The spate of deaths is spurred, in part, by the easy access to prescription drugs. As a result, the state has begun several efforts to stem access to prescription drugs. A new law aims to stop addicts from gaining access to multiple rounds of medication by requiring doctors to consult an Internet database that tracks prescriptions.
Law enforcement authorities have also cracked down on physicians who dispense painkillers illegally. New York City early this year took the unusual step of limiting access to pain medication in emergency rooms.
Some public health experts and antidrug advocates, however, are offering another way to prevent overdose deaths: naloxone, an easy-to-administer, inexpensive drug that is sprayed into the nose or injected into the body. The more people who carry it, they say, the better.
The Food and Drug Administration approved the drug to treat overdoses in 1971, and since then it has been widely used in hospitals. Now, it is slowly getting into the hands of nonmedical personnel across New York State.
"I wish I'd known about this beforehand," said Kelly O'Neill, 46, of Nassau County, whose son Billy died of a heroin overdose in 2011 at age 25. "It's kind of like, 'Thank God it's here,' but it's taken so long for them to get it here."
Opioids function in the body by attaching to specific proteins, called opioid receptors. When opioids attach, the body relaxes and breathing slows. But too much of an opioid can cause respiration to slow to a lethal level.
Naloxone acts by competing with opioids for the receptor sites, essentially pushing the opioids out of the way and reversing the effects of the drugs.
The timing is critical. Depending on the dosage taken and the conditions of a user, a person can die within minutes of taking an opioid, so naloxone must be administered quickly. The drug is used not just to save substance users, but also children who accidentally wander into a parent's medicine cabinet.
Until recently, though, the only emergency personnel in New York trained to use naloxone were the state's 7,500 paramedics, who have advanced training but are often not the first to arrive at the scene of an overdose.
Now, a pilot program in Suffolk, Nassau and four other New York regions is training emergency medical technicians — who have less training but are more likely to be the first to reach an overdose victim — how to use naloxone. There are 42,000 E.M.T.'s in New York, many of them also police officers and firefighters. The two-year pilot program is scheduled to end in 2014, when the State Department of Health will decide if all state E.M.T.'s should be trained. Since spring 2012, newly trained E.M.T.'s have administered naloxone to 197 people who overdosed.

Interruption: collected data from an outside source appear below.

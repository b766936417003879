//! Reading templates and their fixed output schemas.
//!
//! Each template owns its key set. A key has two texts: `missing`, used when a parsed
//! response lacks only that key, and `fallback`, used when the whole response is unusable.

use serde::{Deserialize, Serialize};
use std::fmt;

use crate::interpretation::parse::{parse_interpretation, parse_plain, ParseOutcome};

#[derive(Debug, Clone, Copy, PartialEq, Eq)]
pub struct FieldSpec {
    pub key: &'static str,
    pub missing: &'static str,
    pub fallback: &'static str,
}

const fn field(key: &'static str, missing: &'static str, fallback: &'static str) -> FieldSpec {
    FieldSpec {
        key,
        missing,
        fallback,
    }
}

/// Sampling parameters sent with a prompt.
#[derive(Debug, Clone, Copy, PartialEq, Serialize, Deserialize)]
pub struct GenerationParams {
    pub temperature: f64,
    pub max_tokens: u32,
    pub top_p: Option<f64>,
    /// Ask the oracle for a strict JSON object
    pub json_mode: bool,
}

#[derive(Debug, Clone, Copy, PartialEq, Eq, Hash, Serialize, Deserialize)]
#[serde(rename_all = "snake_case")]
pub enum ReadingTemplate {
    MomentForecast,
    NatalSynthesis,
    TransitForecast,
    SynastryForecast,
    Compatibility,
    DailyHoroscope,
    LunarInsight,
}

const MOMENT_FIELDS: &[FieldSpec] = &[
    field("energetic_tone", "The cosmic winds are shifting...", "The cosmic winds are shifting..."),
    field("key_alignments", "Planets align in mysterious ways...", "Planets align in mysterious ways..."),
    field("supported_actions", "Listen to the celestial rhythms...", "Listen to the celestial rhythms..."),
    field("caution_areas", "Some paths remain obscured...", "Some paths remain obscured..."),
    field("power_moment", "Each moment holds unique potential...", "Each moment holds unique potential..."),
];

const NATAL_FIELDS: &[FieldSpec] = &[
    field("sun_moon_dynamic", "The stars are aligning...", "The stars are aligning..."),
    field("rising_gateway", "Your rising sign opens a quiet doorway...", "Your rising sign opens a quiet doorway..."),
    field("drive_and_destiny", "Your drive gathers its strength in silence...", "Your drive gathers its strength in silence..."),
    field("soul_purpose", "Your purpose unfolds one season at a time...", "Your purpose unfolds one season at a time..."),
];

const TRANSIT_FIELDS: &[FieldSpec] = &[
    field("overall_theme", "The current sky is still settling into focus...", "The current sky is still settling into focus..."),
    field("key_transits", "The moving planets trace subtle paths across your chart...", "The moving planets trace subtle paths across your chart..."),
    field("opportunities", "Openings appear for those who watch closely...", "Openings appear for those who watch closely..."),
    field("challenges", "Some passages call for patience...", "Some passages call for patience..."),
    field("timing_advice", "Move with the rhythm of the days ahead...", "Move with the rhythm of the days ahead..."),
];

const SYNASTRY_FIELDS: &[FieldSpec] = &[
    field("relationship_energy", "The cosmic connection unfolds...", "The stars align for this connection..."),
    field("how_person1_should_approach", "Approach with openness and authenticity...", "Trust the journey and embrace the moment..."),
    field("how_person2_should_approach", "Approach with openness and authenticity...", "Follow your heart with courage..."),
    field("karmic_indicators", "Destiny weaves subtle threads...", "Destiny weaves subtle threads between souls..."),
    field("potential_challenges", "Patience is key...", "Patience and understanding are key..."),
    field("growth_opportunities", "Love conquers all...", "Together you can transcend individual limits..."),
    field("overall_verdict", "This connection holds promise...", "This connection holds beautiful promise..."),
];

const COMPATIBILITY_FIELDS: &[FieldSpec] = &[
    field("score", "Unscored", "Unscored"),
    field("interpretation", "Two souls meet under a shared sky...", "Two souls meet under a shared sky..."),
    field("strengths", "Shared curiosity and mutual respect...", "Shared curiosity and mutual respect..."),
    field("challenges", "Differences ask for patience and care...", "Differences ask for patience and care..."),
];

const HOROSCOPE_FIELDS: &[FieldSpec] = &[field(
    "horoscope",
    "The stars are silent today, but their presence remains.",
    "The stars are silent today, but their presence remains.",
)];

const LUNAR_FIELDS: &[FieldSpec] = &[field(
    "interpretation",
    "The moon's influence is subtle yet profound.",
    "The moon's influence is subtle yet profound.",
)];

impl ReadingTemplate {
    pub const ALL: [ReadingTemplate; 7] = [
        ReadingTemplate::MomentForecast,
        ReadingTemplate::NatalSynthesis,
        ReadingTemplate::TransitForecast,
        ReadingTemplate::SynastryForecast,
        ReadingTemplate::Compatibility,
        ReadingTemplate::DailyHoroscope,
        ReadingTemplate::LunarInsight,
    ];

    pub fn name(self) -> &'static str {
        match self {
            ReadingTemplate::MomentForecast => "moment_forecast",
            ReadingTemplate::NatalSynthesis => "natal_synthesis",
            ReadingTemplate::TransitForecast => "transit_forecast",
            ReadingTemplate::SynastryForecast => "synastry_forecast",
            ReadingTemplate::Compatibility => "compatibility",
            ReadingTemplate::DailyHoroscope => "daily_horoscope",
            ReadingTemplate::LunarInsight => "lunar_insight",
        }
    }

    pub fn fields(self) -> &'static [FieldSpec] {
        match self {
            ReadingTemplate::MomentForecast => MOMENT_FIELDS,
            ReadingTemplate::NatalSynthesis => NATAL_FIELDS,
            ReadingTemplate::TransitForecast => TRANSIT_FIELDS,
            ReadingTemplate::SynastryForecast => SYNASTRY_FIELDS,
            ReadingTemplate::Compatibility => COMPATIBILITY_FIELDS,
            ReadingTemplate::DailyHoroscope => HOROSCOPE_FIELDS,
            ReadingTemplate::LunarInsight => LUNAR_FIELDS,
        }
    }

    pub fn field(self, key: &str) -> Option<&'static FieldSpec> {
        self.fields().iter().find(|f| f.key == key)
    }

    pub fn system_persona(self) -> &'static str {
        match self {
            ReadingTemplate::MomentForecast => "You are a master astronomical interpreter who reads the precise language of the cosmos based on exact planetary positions and degrees.",
            ReadingTemplate::NatalSynthesis => "You are a master astrologer who creates deeply personalized, poetic cosmic readings. Your language is mystical, evocative, and premium. You avoid clichés and generic horoscope language.",
            ReadingTemplate::TransitForecast => "You are a master astrologer who interprets TRANSITS specifically - how the moving planets activate the fixed points of a natal chart.",
            ReadingTemplate::SynastryForecast => "You are a master relationship astrologer. You interpret ASPECTS specifically - what Conjunction, Square, Trine, etc. MEAN in relationships.",
            ReadingTemplate::Compatibility => "You are a master astrologer. Your readings are premium, poetic, and psychologically insightful. Always return strictly valid JSON.",
            ReadingTemplate::DailyHoroscope => "You are a master of celestial wisdom who speaks in poetic but clear truths.",
            ReadingTemplate::LunarInsight => "You are a lunar priestess who interprets the shifting tides of the moon.",
        }
    }

    pub fn params(self) -> GenerationParams {
        let (temperature, max_tokens, top_p, json_mode) = match self {
            ReadingTemplate::MomentForecast => (0.8, 1500, Some(0.9), true),
            ReadingTemplate::NatalSynthesis => (0.8, 1024, Some(0.9), true),
            ReadingTemplate::TransitForecast => (0.7, 1500, None, true),
            ReadingTemplate::SynastryForecast => (0.7, 1500, None, true),
            ReadingTemplate::Compatibility => (0.7, 1024, None, true),
            ReadingTemplate::DailyHoroscope => (0.7, 300, None, false),
            ReadingTemplate::LunarInsight => (0.7, 150, None, false),
        };
        GenerationParams {
            temperature,
            max_tokens,
            top_p,
            json_mode,
        }
    }
}

impl fmt::Display for ReadingTemplate {
    fn fmt(&self, f: &mut fmt::Formatter<'_>) -> fmt::Result {
        f.write_str(self.name())
    }
}

/// A typed reading produced from one template.
pub trait Reading: Sized + Serialize {
    const TEMPLATE: ReadingTemplate;

    /// Build the reading by asking `value` for each key of the template.
    fn from_fields<F: FnMut(&'static str) -> String>(value: F) -> Self;

    /// The complete fallback reading.
    fn fallback() -> Self {
        Self::from_fields(|key| {
            Self::TEMPLATE
                .field(key)
                .map(|f| f.fallback.to_string())
                .unwrap_or_default()
        })
    }

    /// Parse raw oracle text. Never fails; unusable input yields the fallback.
    fn parse(raw: &str) -> (Self, ParseOutcome) {
        let fields = Self::TEMPLATE.fields();
        let mut parsed = if Self::TEMPLATE.params().json_mode {
            parse_interpretation(raw, fields)
        } else {
            parse_plain(raw, &fields[0])
        };
        let reading = Self::from_fields(|key| parsed.take(key));
        (reading, parsed.outcome)
    }
}

macro_rules! reading {
    ($(#[$meta:meta])* $name:ident => $template:expr, { $($field:ident),+ $(,)? }) => {
        $(#[$meta])*
        #[derive(Debug, Clone, PartialEq, Eq, Serialize, Deserialize)]
        pub struct $name {
            $(pub $field: String,)+
        }

        impl Reading for $name {
            const TEMPLATE: ReadingTemplate = $template;

            fn from_fields<F: FnMut(&'static str) -> String>(mut value: F) -> Self {
                Self {
                    $($field: value(stringify!($field)),)+
                }
            }
        }
    };
}

reading!(
    /// Forecast for a single moment of the sky
    MomentReading => ReadingTemplate::MomentForecast, {
        energetic_tone,
        key_alignments,
        supported_actions,
        caution_areas,
        power_moment,
    }
);

reading!(
    NatalReading => ReadingTemplate::NatalSynthesis, {
        sun_moon_dynamic,
        rising_gateway,
        drive_and_destiny,
        soul_purpose,
    }
);

reading!(
    TransitReading => ReadingTemplate::TransitForecast, {
        overall_theme,
        key_transits,
        opportunities,
        challenges,
        timing_advice,
    }
);

reading!(
    SynastryReading => ReadingTemplate::SynastryForecast, {
        relationship_energy,
        how_person1_should_approach,
        how_person2_should_approach,
        karmic_indicators,
        potential_challenges,
        growth_opportunities,
        overall_verdict,
    }
);

reading!(
    CompatibilityReading => ReadingTemplate::Compatibility, {
        score,
        interpretation,
        strengths,
        challenges,
    }
);

reading!(
    DailyHoroscope => ReadingTemplate::DailyHoroscope, {
        horoscope,
    }
);

reading!(
    LunarReading => ReadingTemplate::LunarInsight, {
        interpretation,
    }
);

A second statewide effort is aimed at getting naloxone into the hands of people without medical training, an effort spurred by a 2006 New York law that made it legal for community organizations and health departments to deliver naloxone training. Similar laws exist in at least a dozen cities and states, including New Jersey and Connecticut. People who might seek training could include parents of addicts or a volunteer who works with substance abusers.
A list of organizations that provide naloxone training is available on the State Health Department's Web site. The training takes 10 minutes to one hour, and graduates are given small blue bags containing two doses of the drug.
The recent addition of a nasal version of naloxone has made it easier for people without medical backgrounds to administer the drug. Still, some people caution against its widespread distribution.
Paul A. Werfel, who oversees the E.M.T. and paramedic training program at Stony Brook University on Long Island, said drug users can become combative after they are given naloxone. "The average E.M.T. in Suffolk may not necessarily have the tools to handle that," he said.
Others, however, say that the drug's lifesaving potential outweighs such concerns. A growing body of research about the drug's effectiveness has turned many skeptics into advocates, said Dr. Sharon Stancliff, the medical director at the Harm Reduction Coalition, a national nonprofit group.
A study published in the Annals of Internal Medicine in 2012 found that one life could be saved for every 227 naloxone kits distributed to heroin users and those close to them.
"Public health moves slow," Dr. Stancliff said. "This is really an extremely safe, safe medication."